From the outset, the premise alone has generated controversy from the public and film industry notables alike, such as famed director Spike Lee condemning the movie via Twitter as we reported earlier this week.
Here’s the plot synopsis:
“Set in the South two years before the Civil War, Django Unchained stars Jamie Foxx as Django, a slave whose brutal history with his former owners lands him face-to-face with German-born bounty hunter Dr. King Schultz (Christoph Waltz). Schultz is on the trail of the murderous Brittle brothers, and only Django can lead him to his bounty. Honing vital hunting skills, Django remains focused on one goal: finding and rescuing Broomhilda (Kerry Washington), the wife he lost to the slave trade long ago. Django and Schultz’s search ultimately leads them to Calvin Candie (Leonardo DiCaprio), the proprietor of “Candyland,” an infamous plantation. Exploring the compound under false pretenses, Django and Schultz arouse the suspicion of Stephen (Samuel L. Jackson), Candie’s trusted house slave.” –Weinstein Company
The film is receiving almost unanimously positive reviews, but there are some naysayers. Regretfully, I’m among them. I’m a Tarantino fan– usually his mix of exploitative B movie shlock and true technique is a winning one, but I found Django to be a case of shocking just for the sake of shock’s sake coupled with a way too long running time and a script missing the usual pizazz in dialogue the Reservoir Dogs director’s known for.
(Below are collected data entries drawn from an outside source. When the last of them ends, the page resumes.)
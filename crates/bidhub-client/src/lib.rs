//! BidHub 竞拍管理后台客户端 IO 适配层。
//!
//! 功能：
//! - 后端网关客户端（reqwest）：统一 `POST` + JSON 信封
//! - 权限缓存：加载/刷新权限快照，拉取失败时按配置兜底
//! - 实时事件中继（tokio-tungstenite）：socket.io 协议、重连、强制下线
//!
//! 作者：BidHub 管理后台项目组
//! 创建时间：2026-10-18
//! 修改时间：2026-10-18

pub mod gateway;
pub mod permissions;
pub mod relay;
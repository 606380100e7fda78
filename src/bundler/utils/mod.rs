//! Shared helpers for the packagers.

pub mod fs;
pub mod glob;
pub mod template;
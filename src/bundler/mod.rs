//! Artifact assembly.
//!
//! - [`archive`] - tar.gz and zip writers reporting per-entry hashes
//! - [`platform`] - npm, PyPI and GitHub packagers
//! - [`builder`] - unit planning and the parallel runner

pub mod archive;
pub mod builder;
pub mod checksum;
pub mod error;
pub mod platform;
pub mod utils;

pub use builder::{BundledArtifact, Bundler, RunSummary, Source, Unit};
pub use error::{Error, Result};
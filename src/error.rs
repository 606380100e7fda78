//! Top-level error types for pack and publish runs.
//!
//! Configuration problems, packaging failures and CLI misuse all surface
//! through [`BinUploadError`] so the binary can print one message and pick an
//! exit code.

use thiserror::Error;

/// Result type alias for CLI-level operations
pub type Result<T> = std::result::Result<T, BinUploadError>;

/// Main error type for all bin-upload operations
#[derive(Error, Debug)]
pub enum BinUploadError {
    /// CLI argument errors
    #[error("CLI error: {0}")]
    Cli(#[from] CliError),

    /// Configuration resolution errors
    #[error("{0}")]
    Config(#[from] crate::config::ConfigError),

    /// IO errors
    #[error("IO error: {0}")]
    Io(#[from] std::io::Error),

    /// YAML serialization errors
    #[error("YAML error: {0}")]
    Yaml(#[from] serde_yaml::Error),

    /// Packaging errors
    #[error("Bundler error: {0}")]
    Bundler(#[from] crate::bundler::Error),

    /// Generic errors from anyhow
    #[error("{0}")]
    Anyhow(#[from] anyhow::Error),
}

/// CLI-specific errors
#[derive(Error, Debug)]
pub enum CliError {
    /// Invalid command line arguments
    #[error("Invalid arguments: {reason}")]
    InvalidArguments {
        /// Reason for the error
        reason: String,
    },

    /// Command execution failed
    #[error("Command execution failed: {command} - {reason}")]
    ExecutionFailed {
        /// Command that failed
        command: String,
        /// Reason for the error
        reason: String,
    },
}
After we meet Dr. King (Waltz) and Django (Foxx), they quickly set out to take care of the Brittle brothers and collect the bounty, which they do in literally the first 30 minutes of the movie. So basically what appears initially to be the main conflict of the film is resolved really early on. Then the pair decide to go rescue Django’s wife (Kerry Washington) from Candie’s (Leonardo DiCaprio, always better when he’s actually playing a character as he is here) plantation , but the movie spends nearly half its running time middling about before they even reach the evil plantation owner’s homestead.
This wouldn’t be such a crime if anything of particular interest happened, or Waltz or Foxx’s characters were given more three-dimensional personalities, but they’re really just vacant cookie-cutter protagonists. Waltz is given some semi-colorful dialogue, but it falls way short of Tarnatino’s best scripts. Foxx’s character meanwhile is the strong silent type, and he’s not the actor to carry that persona well enough to get away with it. Ironically enough, it probably hasn’t been since the 60′s or 70′s, decades Tarantino loves, that there’s been a sufficiently macho screen presence like Charles Bronson or Yul Brynner that could really make such a one-dimensional role work.
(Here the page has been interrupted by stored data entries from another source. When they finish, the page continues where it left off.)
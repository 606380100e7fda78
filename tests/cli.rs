use std::fs;
use std::path::Path;

use assert_cmd::Command;
use predicates::prelude::*;
use predicates::str::contains;
use tempfile::tempdir;

const CONFIG: &str = r#"
binaries:
  linux-x64: bin/demo
  win-x64: bin/demo.exe
pack:
  dir: dist
npm:
  packageJson:
    name: "@scope/demo"
    version: "${DEMO_VERSION}"
    description: demo cli
  binaryPackages:
    linux-x64: { os: linux, arch: x64 }
    win-x64: { os: win32, arch: x64 }
  binNames: [demo]
pypi:
  metadata:
    Name: demo
    Version: "1.0.0"
  platformTags:
    linux-x64: manylinux_2_17_x86_64
github:
  owner: me
  repo: demo
  token: t
  archives:
    prefix: demo-
    formats:
      linux-x64: tar.gz
      win-x64: zip
  files:
    - install.sh
"#;

fn write_file(path: &Path, content: &[u8]) {
    if let Some(parent) = path.parent() {
        fs::create_dir_all(parent).expect("mkdir");
    }
    fs::write(path, content).expect("write");
}

fn create_project(root: &Path, config: &str) {
    write_file(&root.join("bin/demo"), b"\x7fELF");
    write_file(&root.join("bin/demo.exe"), b"MZ");
    write_file(&root.join("install.sh"), b"#!/bin/sh\n");
    write_file(&root.join("bin-upload.config.yaml"), config.as_bytes());
}

fn bin_upload(root: &Path) -> Command {
    let mut cmd = Command::cargo_bin("bin-upload").expect("binary");
    cmd.current_dir(root)
        .env("DEMO_VERSION", "1.0.0")
        .env("NO_COLOR", "1")
        .env_remove("RUST_LOG");
    cmd
}

#[test]
fn pack_builds_every_artifact() {
    let td = tempdir().expect("tempdir");
    create_project(td.path(), CONFIG);

    bin_upload(td.path())
        .arg("pack")
        .assert()
        .success()
        .stderr(contains("Created"));

    let dist = td.path().join("dist");
    for artifact in [
        "npm/scope-demo-1.0.0.tgz",
        "npm/scope-demo-linux-x64-1.0.0.tgz",
        "npm/scope-demo-win-x64-1.0.0.tgz",
        "pypi/demo-1.0.0-py3-none-manylinux_2_17_x86_64.whl",
        "github/demo-linux-x64.tar.gz",
        "github/demo-win-x64.zip",
        "github/install.sh",
    ] {
        assert!(dist.join(artifact).is_file(), "missing {artifact}");
    }
}

#[test]
fn set_override_wins_over_file() {
    let td = tempdir().expect("tempdir");
    create_project(td.path(), CONFIG);

    bin_upload(td.path())
        .args(["pack", "--source", "npm", "-s", "npm.packageJson.version=2.0.0"])
        .assert()
        .success();

    let npm = td.path().join("dist/npm");
    assert!(npm.join("scope-demo-2.0.0.tgz").is_file());
    assert!(!npm.join("scope-demo-1.0.0.tgz").exists());
}

#[test]
fn source_selects_one_family() {
    let td = tempdir().expect("tempdir");
    create_project(td.path(), CONFIG);

    bin_upload(td.path())
        .args(["pack", "--source", "github"])
        .assert()
        .success();

    let dist = td.path().join("dist");
    assert!(dist.join("github/demo-linux-x64.tar.gz").is_file());
    assert!(!dist.join("npm").exists());
    assert!(!dist.join("pypi").exists());
}

#[test]
fn custom_config_path() {
    let td = tempdir().expect("tempdir");
    create_project(td.path(), CONFIG);
    fs::rename(
        td.path().join("bin-upload.config.yaml"),
        td.path().join("release.yml"),
    )
    .expect("rename");

    bin_upload(td.path())
        .args(["pack", "--config", "release.yml", "--source", "pypi"])
        .assert()
        .success();

    assert!(
        td.path()
            .join("dist/pypi/demo-1.0.0-py3-none-manylinux_2_17_x86_64.whl")
            .is_file()
    );
}

#[test]
fn missing_config_fails() {
    let td = tempdir().expect("tempdir");

    bin_upload(td.path())
        .arg("pack")
        .assert()
        .failure()
        .stderr(contains("Configuration file not found"));
}

#[test]
fn non_yaml_config_fails() {
    let td = tempdir().expect("tempdir");
    write_file(&td.path().join("config.json"), b"{}");

    bin_upload(td.path())
        .args(["pack", "-c", "config.json"])
        .assert()
        .failure()
        .stderr(contains(".yaml or .yml"));
}

#[test]
fn undefined_env_var_fails_before_packing() {
    let td = tempdir().expect("tempdir");
    create_project(td.path(), CONFIG);

    bin_upload(td.path())
        .env_remove("DEMO_VERSION")
        .arg("pack")
        .assert()
        .failure()
        .stderr(contains("Environment variable DEMO_VERSION is not defined."));

    assert!(!td.path().join("dist").exists());
}

#[test]
fn invalid_config_names_the_field() {
    let td = tempdir().expect("tempdir");
    create_project(
        td.path(),
        &CONFIG.replace("arch: x64 }\n  binNames", "arch: sparc }\n  binNames"),
    );

    bin_upload(td.path())
        .arg("pack")
        .assert()
        .failure()
        .stderr(contains("npm.binaryPackages.win-x64"));
}

#[test]
fn missing_binary_fails_without_packing() {
    let td = tempdir().expect("tempdir");
    create_project(td.path(), CONFIG);
    fs::remove_file(td.path().join("bin/demo.exe")).expect("remove");

    bin_upload(td.path())
        .arg("pack")
        .assert()
        .code(1)
        .stderr(contains("Some binaries are missing").and(contains("win-x64")));

    assert!(!td.path().join("dist").exists());
}

#[test]
fn clear_dir_removes_stale_artifacts() {
    let td = tempdir().expect("tempdir");
    create_project(td.path(), &CONFIG.replace("  dir: dist", "  dir: dist\n  clearDir: true"));
    write_file(&td.path().join("dist/github/stale.zip"), b"old");
    write_file(&td.path().join("dist/keep.txt"), b"kept");

    bin_upload(td.path())
        .args(["pack", "--source", "github"])
        .assert()
        .success();

    assert!(!td.path().join("dist/github/stale.zip").exists());
    assert!(td.path().join("dist/github/demo-linux-x64.tar.gz").is_file());
    assert!(td.path().join("dist/keep.txt").is_file());
}

#[cfg(unix)]
#[test]
fn failing_pre_pack_command_aborts_with_its_code() {
    let td = tempdir().expect("tempdir");
    create_project(
        td.path(),
        &CONFIG.replace("  dir: dist", "  dir: dist\n  prePackCommand: exit 3"),
    );

    bin_upload(td.path()).arg("pack").assert().code(3);
    assert!(!td.path().join("dist").exists());
}

#[cfg(unix)]
#[test]
fn pre_pack_command_runs_before_binary_check() {
    let td = tempdir().expect("tempdir");
    create_project(
        td.path(),
        &CONFIG.replace(
            "  dir: dist",
            "  dir: dist\n  prePackCommand: cp bin/demo bin/demo.exe",
        ),
    );
    fs::remove_file(td.path().join("bin/demo.exe")).expect("remove");

    bin_upload(td.path())
        .args(["pack", "--source", "github"])
        .assert()
        .success();
    assert!(td.path().join("dist/github/demo-win-x64.zip").is_file());
}

#[test]
fn verbose_prints_resolved_config() {
    let td = tempdir().expect("tempdir");
    create_project(td.path(), CONFIG);

    bin_upload(td.path())
        .args(["pack", "--source", "pypi", "--verbose"])
        .assert()
        .success()
        .stdout(contains("Resolved configuration").and(contains("1.0.0")));
}

#[test]
fn publish_requires_packed_artifacts() {
    let td = tempdir().expect("tempdir");
    create_project(td.path(), CONFIG);

    bin_upload(td.path())
        .args(["publish", "--source", "npm"])
        .assert()
        .code(1)
        .stderr(contains("bin-upload pack"));
}

#[test]
fn unknown_subcommand_is_rejected() {
    let td = tempdir().expect("tempdir");

    bin_upload(td.path()).arg("init").assert().failure();
}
Django’s almost like two movies, wherein after the Brittle brothers are dispatched, the conflict is then to rescue Foxx’s character’s wife from DiCaprio’s plantation; a task which is hard to care much for since Foxx has zero personality, and Kerry Washington, the wife character, literally has about three scenes (half of them dialogue free and fairly humiliating) where she too has no real character established. So why should we care?
That said, the movie picks up a little when Foxx and Waltz do reach DiCaprio’s plantation, as they have devised a rouse to get Washington out of there and make her a free woman, and there’s some good tension waiting to see if it’ll work as planned. Of course it doesn’t, and there’s a huge shootout, which is fairly well done if a little unnecessarily gory, but herein lies another flaw: after like 2 hours and 20 minutes, this feels like the end, and it’s not! There’s a whole other act, without spoiling too much! One of my big pet peeves is when movies don’t know when to end and there’s what feels like multiple endings.
All that said, there are some positives: Waltz, nearly unrecognizable, makes the best of what little character is written for him, DiCaprio is much better as the over-the-top scenery chewing slave owner than he’s been in his lackluster Scorcese movies over the past ten years or so (especially Shutter Island–yuck) and Samuel L. Jackson, in my opinion, steals the whole movie as DiCaprio’s hypocritical old house slave that is all too willing to carry out his boss’s dastardly deeds.
It’s just all too long, with a lackluster script and no characters to really get behind, especially the “good guys.” I think it’s time for Tarantino to try his hand again at more subtle fare like the excellent and severely underrated Jackie Brown. I’m over his overt exploitation tricks and period pieces. Come back to the present, QT– at least to the 70′s, and give us some god’s honest reality to digest!
Score: 6.5/10 — playing now in theaters everywhere.